Après que le maréchal Mobutu eut décidé en 1968 de ramener le nombre des provinces à huit (6 à l'indépendance, 22 en 1963), l'ordonnance-loi de 1970 fixe les nouvelles conditions de nomination des gouverneurs et commissaires provinciaux en République du Congo. Elles sont :
- Etre de nationalité congolaise, jouir des droits civiques ;
- Etre âgé de vingt cinq ans au moins ;
- Etre physiquement et mentalement apte ;
- Avoir fait au moins quatre ans d'études post-primaires ;
- Etre de bonne vie et moeurs et détenteur d'un extrait de casier judicaire vierge.
D'autre part, le président de la République peut , soit de sa propre initiative, soit à la demande de l'intéressé, mettre fin par anticipation, aux fonctions d'un gouverneur de provinces ou d'un commissaire du peuple (député) provincial.
Le ministre de l'intérieur peut, par arrêté motivé, suspendre un gouverneur de province, un commissaire provincial, pour avoir compromie la dignité de ses fonctions ou avoir manqué aux devoirs de sa charge. Désormais, seul les gouverneurs des provinces sont habilités à communiquer les pourcentages des élections présidentielles et ceux-ci resteront indiscutables.
Le lecteur constatera avec nous l'ambiguité de cette ordonnace-loi qui ne confère guère de la puissance et de la gloire à ceux qui dirigent les provinces. Bien au contraire, elle paralyse l'administration provinciale. Partant de là, il est difficile pour un gouverneur de réaliser une action de salut public, puisqu'il a, à peine, le temps d'ouvrir les volumuneux dossiers de sa province. Il en est de même pour son successeur qui sait déjà par avance qu'il n'aura pas le temps d'une carrière.

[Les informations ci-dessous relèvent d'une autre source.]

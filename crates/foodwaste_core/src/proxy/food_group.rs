use super::{opt_key_value, DataProxy, FoodItemGroupProxy, ForeignKeyProxy, RowView, TranslationProxy};
use crate::builder;
use crate::error::{CoreError, CoreResult};
use crate::identity::ProxyId;
use crate::load::{load_all, load_one};
use crate::schema::{TableSchema, FOOD_GROUPS};
use crate::state::HydrationState;
use crate::sync::{delete_all, sync_children, validate_children};
use foodwaste_sql::{ColumnRef, SqlValue, Statement};
use foodwaste_store::DataAccessor;

/// A node in the food group hierarchy.
///
/// The parent is held by value as a lookup result, not as a shared node:
/// loading a group loads its parent's columns but never the parent's own
/// relations. Children are loaded one level deep.
#[derive(Debug, Clone, Default, PartialEq)]
pub struct FoodGroupProxy {
    identifier: Option<ProxyId>,
    /// Identifier of the parent group; `None` for a root group.
    pub parent_identifier: Option<ProxyId>,
    /// The parent group, once loaded.
    pub parent: Option<Box<FoodGroupProxy>>,
    /// Whether the group is active.
    pub is_active: bool,
    /// Direct child groups.
    pub children: Vec<FoodGroupProxy>,
    /// Translated names.
    pub translations: Vec<TranslationProxy>,
    /// Keys at data providers.
    pub foreign_keys: Vec<ForeignKeyProxy>,
    state: HydrationState,
}

impl FoodGroupProxy {
    /// Creates a food group.
    pub fn new(identifier: ProxyId, parent: Option<&FoodGroupProxy>, is_active: bool) -> Self {
        let mut group = Self {
            identifier: Some(identifier),
            is_active,
            state: HydrationState::RelationsLoaded,
            ..Self::default()
        };
        group.set_parent(parent.cloned());
        group
    }

    /// Replaces the parent group.
    pub fn set_parent(&mut self, parent: Option<FoodGroupProxy>) {
        self.parent_identifier = parent.as_ref().and_then(|p| p.identifier());
        self.parent = parent.map(Box::new);
    }

    /// Whether the group has no parent.
    #[must_use]
    pub fn is_root(&self) -> bool {
        self.parent_identifier.is_none()
    }

    /// Selects the groups without a parent.
    #[must_use]
    pub fn select_roots() -> Statement {
        builder::select_all(&FOOD_GROUPS)
            .filter_null(ColumnRef::new("ParentIdentifier"))
            .into()
    }

    /// Selects the direct children of `parent`.
    #[must_use]
    pub fn select_children(parent: &str) -> Statement {
        builder::select_where(&FOOD_GROUPS, "ParentIdentifier", parent).into()
    }

    /// Selects every group.
    #[must_use]
    pub fn select_all() -> Statement {
        builder::select_all(&FOOD_GROUPS).into()
    }
}

impl DataProxy for FoodGroupProxy {
    const NAME: &'static str = "FoodGroupProxy";
    const SCHEMA: TableSchema = FOOD_GROUPS;

    fn identifier(&self) -> Option<ProxyId> {
        self.identifier
    }

    fn set_identifier(&mut self, id: ProxyId) {
        self.identifier = Some(id);
    }

    fn state(&self) -> HydrationState {
        self.state
    }

    fn set_state(&mut self, state: HydrationState) {
        self.state = state;
    }

    fn column_values(&self) -> CoreResult<Vec<SqlValue>> {
        Ok(vec![
            SqlValue::text(self.unique_id()?),
            opt_key_value(self.parent_identifier),
            SqlValue::Bool(self.is_active),
        ])
    }

    fn read_columns(&mut self, row: &RowView<'_>) -> CoreResult<()> {
        self.identifier = Some(row.id("FoodGroupIdentifier")?);
        self.parent_identifier = row.opt_id("ParentIdentifier")?;
        self.is_active = row.bool("IsActive")?;
        Ok(())
    }

    fn load_relations(&mut self, id: ProxyId, accessor: &dyn DataAccessor) -> CoreResult<()> {
        let key = id.to_key();
        self.parent = match self.parent_identifier {
            Some(parent) => load_one::<FoodGroupProxy>(
                accessor,
                &builder::select_by_key(&FOOD_GROUPS, &parent.to_key()),
            )?
            .map(Box::new),
            None => None,
        };
        self.children = load_all(accessor, &Self::select_children(&key))?;
        self.translations = load_all(accessor, &TranslationProxy::select_for(&key))?;
        self.foreign_keys = load_all(accessor, &ForeignKeyProxy::select_for(&key))?;
        Ok(())
    }

    fn holds_relations(&self) -> bool {
        !self.translations.is_empty() || !self.foreign_keys.is_empty()
    }

    fn validate_relations(&self) -> CoreResult<()> {
        if let Some(parent) = &self.parent {
            if parent.identifier().is_none() {
                return Err(CoreError::illegal_value("Parent.Identifier"));
            }
        }
        validate_children(&self.translations, "Translations")?;
        validate_children(&self.foreign_keys, "ForeignKeys")
    }

    fn store_relations(&mut self, id: ProxyId, accessor: &dyn DataAccessor, _is_new: bool) -> CoreResult<()> {
        let key = id.to_key();
        sync_children(id, &mut self.translations, &TranslationProxy::select_for(&key), accessor)?;
        sync_children(id, &mut self.foreign_keys, &ForeignKeyProxy::select_for(&key), accessor)?;
        Ok(())
    }

    fn remove_relations(&mut self, id: ProxyId, accessor: &dyn DataAccessor) -> CoreResult<()> {
        let key = id.to_key();
        delete_all::<FoodGroupProxy>(&Self::select_children(&key), accessor)?;
        delete_all::<FoodItemGroupProxy>(&FoodItemGroupProxy::select_for_group(&key), accessor)?;
        delete_all::<TranslationProxy>(&TranslationProxy::select_for(&key), accessor)?;
        delete_all::<ForeignKeyProxy>(&ForeignKeyProxy::select_for(&key), accessor)?;
        Ok(())
    }
}

#[cfg(test)]
mod tests {
    use super::*;

    #[test]
    fn parent_sets_parent_identifier() {
        let root = FoodGroupProxy::new(ProxyId::new(), None, true);
        let child = FoodGroupProxy::new(ProxyId::new(), Some(&root), true);
        assert!(root.is_root());
        assert_eq!(child.parent_identifier, root.identifier());
        assert_eq!(child.column_values().unwrap()[1], SqlValue::from(root.identifier().unwrap()));
    }

    #[test]
    fn root_has_null_parent() {
        let root = FoodGroupProxy::new(ProxyId::new(), None, false);
        let values = root.column_values().unwrap();
        assert_eq!(values[1], SqlValue::Null);
        assert_eq!(values[2], SqlValue::Bool(false));
    }

    #[test]
    fn select_roots_text() {
        assert_eq!(
            FoodGroupProxy::select_roots().to_string(),
            "SELECT FoodGroupIdentifier,ParentIdentifier,IsActive FROM FoodGroups WHERE ParentIdentifier IS NULL"
        );
    }
}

Au-delà, l'ordonnance-loi interdit la compétence, le civisme, le patriotisme, elle introduit la volonté de se mettre à l'abri financièrement pour nourrir la famille. L'enthousiasme, l'appel à l'effort de tous, disparaît dans le chantage au poste. L'ordonnance-loi fait des gouverneurs les inconditionnels du régime, les complices d'un ordre désuet. Personne ne voit comment les responsabiliser. Même la constitution ne parle pas un langage absolu.
Il est temps de changer de cap. De faire une pause. Ce dirigisme à la carte nuit au bonheur du pays. "La République est un contrat", disait Pierre Mendès-France. La démocratie nouvelle propose que chaque province soit dirigée par un premier ministre élu par les provinciaux au suffrage universel. Son mandat est fixé à quatre ans et ne peut souffrir d'aucune décision. Par contre ses ministres seront désignés, après le grand oral.

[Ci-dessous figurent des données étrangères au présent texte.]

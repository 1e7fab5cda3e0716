//! Collections of rows owned by a single aggregate.

use super::{plan, SyncReport, WriteSet};
use crate::error::{CoreError, CoreResult};
use crate::identity::{require_id, ProxyId};
use crate::load::load_all;
use crate::proxy::DataProxy;
use foodwaste_sql::Statement;
use foodwaste_store::DataAccessor;
use tracing::debug;

/// A proxy stored as a dependent row of an owner, such as a translation.
pub trait OwnedChild: DataProxy {
    /// Points the row at its owner.
    fn set_owner(&mut self, owner: ProxyId);

    /// Checks the keys the row needs besides its own and its owner's.
    ///
    /// # Errors
    ///
    /// Returns [`CoreError::IllegalValue`] naming the missing key.
    fn check(&self) -> CoreResult<()> {
        Ok(())
    }
}

/// Checks every child, prefixing failing field paths with `path[]`.
///
/// # Errors
///
/// Returns the first child's [`CoreError::IllegalValue`].
pub fn validate_children<C: OwnedChild>(children: &[C], path: &str) -> CoreResult<()> {
    for child in children {
        child.check().map_err(|err| match err {
            CoreError::IllegalValue { field } => {
                CoreError::illegal_value(format!("{path}[].{field}"))
            }
            other => other,
        })?;
    }
    Ok(())
}

/// Makes the owner's stored children equal `children`.
///
/// Children are matched by their own identifier; children without one are
/// assigned a fresh identifier first. A stored child whose columns differ
/// from the in-memory one is updated in place.
///
/// # Errors
///
/// Returns an error if a key is missing or a statement fails.
pub fn sync_children<C: OwnedChild>(
    owner: ProxyId,
    children: &mut [C],
    existing: &Statement,
    accessor: &dyn DataAccessor,
) -> CoreResult<SyncReport> {
    let mut desired = Vec::with_capacity(children.len());
    for child in children.iter_mut() {
        if child.identifier().is_none() {
            child.set_identifier(ProxyId::new());
        }
        child.set_owner(owner);
        desired.push((require_id(child.identifier(), "Identifier")?, child.column_values()?));
    }

    let stored: Vec<C> = load_all(accessor, existing)?;
    let mut current = Vec::with_capacity(stored.len());
    for row in &stored {
        let id = require_id(row.identifier(), "Identifier")?;
        current.push((id, (id, row.column_values()?)));
    }

    let diff = plan(desired, current, |wanted, (_, stored)| wanted == stored);
    let mut writes = WriteSet {
        unchanged: diff.unchanged,
        ..WriteSet::default()
    };
    writes.deletes = diff.deletes.into_iter().map(|(id, _)| id).collect();
    writes.updates = diff.updates.into_iter().map(|(wanted, _)| wanted).collect();
    writes.inserts = diff.inserts;

    let report = writes.apply(&C::SCHEMA, accessor)?;
    debug!(
        table = C::SCHEMA.name,
        owner = %owner,
        inserted = report.inserted,
        updated = report.updated,
        deleted = report.deleted,
        unchanged = report.unchanged,
        "children synchronized"
    );
    Ok(report)
}

/// Deletes every row returned by `existing`, relations first.
///
/// Returns the number of rows deleted. No session is opened for writing
/// when the query returns nothing.
///
/// # Errors
///
/// Returns an error if a statement fails.
pub fn delete_all<C: DataProxy>(existing: &Statement, accessor: &dyn DataAccessor) -> CoreResult<u64> {
    let rows: Vec<C> = load_all(accessor, existing)?;
    if rows.is_empty() {
        return Ok(0);
    }
    let mut session = accessor.clone_accessor()?;
    let mut deleted = 0;
    for mut row in rows {
        row.delete_relations(accessor)?;
        deleted += session.execute(&row.build_delete()?)?;
    }
    debug!(table = C::SCHEMA.name, deleted, "rows deleted");
    Ok(deleted)
}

Le rôle des premiers ministres provinciaux est d'harmonser la province, de la diriger, de construire et de partager le bonheur et la richesse avec les provinciaux. De se porter garant des emprunts communaux... mais ne peuvent dicter la loi aux gouvernements communaux. Ils n'entrent point dans l'administration communale, mais y prennent part indirectement par la nomination de chef de département, les premiers magistrats communaux. Ils sont d'office chef de la police provinciale.